(Recorded data)
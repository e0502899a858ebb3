//! Target-language text for a single function.
//!
//! A function becomes an anonymous lambda registered with the binding
//! framework:
//!
//! ```text
//! m.def("_max", [](int a, int b) -> int {return a > b ? a : b;}, py::arg("a"), py::arg("b"), py::return_value_policy::automatic);
//! ```

use xenoform_core::{FunctionSpec, ParamFlags, ParameterSpec, TypeError, map_type};

pub const POS_ONLY_MARKER: &str = "py::pos_only()";
pub const KW_ONLY_MARKER: &str = "py::kw_only()";

/// Translate a host default expression into the target language.
pub fn translate_default(value: &str) -> &str {
    match value {
        "True" => "true",
        "False" => "false",
        "None" => "py::none()",
        other => other,
    }
}

fn param_declaration(param: &ParameterSpec) -> Result<String, TypeError> {
    let mut decl = if param.flags.contains(ParamFlags::VAR_POSITIONAL) {
        format!("py::args {}", param.name)
    } else if param.flags.contains(ParamFlags::VAR_KEYWORD) {
        format!("const py::kwargs& {}", param.name)
    } else {
        format!("{} {}", map_type(&param.ty, param.qualifier)?, param.name)
    };
    if let Some(default) = &param.default {
        decl.push('=');
        decl.push_str(translate_default(default));
    }
    Ok(decl)
}

/// The lambda head, e.g. `[](double a, bool c=true) -> void`.
pub fn lambda_signature(spec: &FunctionSpec) -> Result<String, TypeError> {
    let params = spec
        .params
        .iter()
        .map(param_declaration)
        .collect::<Result<Vec<_>, _>>()?;
    let ret = map_type(&spec.return_type, spec.return_qualifier)?;
    Ok(format!("[]({}) -> {}", params.join(", "), ret))
}

/// Argument annotations with positional-only and keyword-only markers in
/// their declared positions. Variadic parameters get no annotation.
pub fn arg_annotations(spec: &FunctionSpec) -> Vec<String> {
    let positional_only = spec
        .params
        .iter()
        .filter(|p| p.flags.contains(ParamFlags::POSITIONAL_ONLY))
        .count();
    // keyword-only parameters after *args need no marker
    let has_var_positional = spec
        .params
        .iter()
        .any(|p| p.flags.contains(ParamFlags::VAR_POSITIONAL));

    let mut annotations = Vec::with_capacity(spec.params.len() + 2);
    let mut seen_positional_only = 0;
    let mut keyword_marked = false;
    for param in spec.mapped_params() {
        if param.flags.contains(ParamFlags::KEYWORD_ONLY) && !keyword_marked && !has_var_positional {
            annotations.push(KW_ONLY_MARKER.to_string());
            keyword_marked = true;
        }
        let mut arg = format!("py::arg(\"{}\")", param.name);
        if let Some(default) = &param.default {
            arg.push('=');
            arg.push_str(translate_default(default));
        }
        annotations.push(arg);
        if param.flags.contains(ParamFlags::POSITIONAL_ONLY) {
            seen_positional_only += 1;
            if seen_positional_only == positional_only {
                annotations.push(POS_ONLY_MARKER.to_string());
            }
        }
    }
    annotations
}

/// The full lambda expression including the body.
pub fn lambda(spec: &FunctionSpec) -> Result<String, TypeError> {
    Ok(format!("{} {{{}}}", lambda_signature(spec)?, spec.body))
}

/// Escape text for use inside a double-quoted string literal.
pub fn escape_string_literal(text: &str) -> String {
    let mut escaped = String::with_capacity(text.len());
    for c in text.chars() {
        match c {
            '\\' => escaped.push_str("\\\\"),
            '"' => escaped.push_str("\\\""),
            '\n' => escaped.push_str("\\n"),
            '\r' => escaped.push_str("\\r"),
            '\t' => escaped.push_str("\\t"),
            _ => escaped.push(c),
        }
    }
    escaped
}

/// Registration statements for one function: the scalar entry point, plus a
/// broadcasting overload under the same name when vectorized.
pub fn registrations(spec: &FunctionSpec) -> Result<Vec<String>, TypeError> {
    let lambda = lambda(spec)?;
    let mut extras = arg_annotations(spec);
    extras.push(spec.config.return_value_policy.to_string());
    if let Some(help) = &spec.config.help {
        extras.push(format!("\"{}\"", escape_string_literal(help)));
    }
    let tail = extras
        .iter()
        .map(|extra| format!(", {extra}"))
        .collect::<String>();
    let entry = spec.entry_name();

    let mut statements = vec![format!("m.def(\"{entry}\", {lambda}{tail});")];
    if spec.is_vectorized() {
        statements.push(format!(
            "m.def(\"{entry}\", py::vectorize({lambda}){tail});"
        ));
    }
    Ok(statements)
}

_TASK OBJECTIVE:_ Copy each line of the data that includes the word "FunctionSpec".

_EXERCISE OUTPUT:_
use xenoform_core::{FunctionSpec, ParamFlags, ParameterSpec, TypeError, map_type};
pub fn lambda_signature(spec: &FunctionSpec) -> Result<String, TypeError> {
pub fn arg_annotations(spec: &FunctionSpec) -> Vec<String> {
pub fn lambda(spec: &FunctionSpec) -> Result<String, TypeError> {
pub fn registrations(spec: &FunctionSpec) -> Result<Vec<String>, TypeError> {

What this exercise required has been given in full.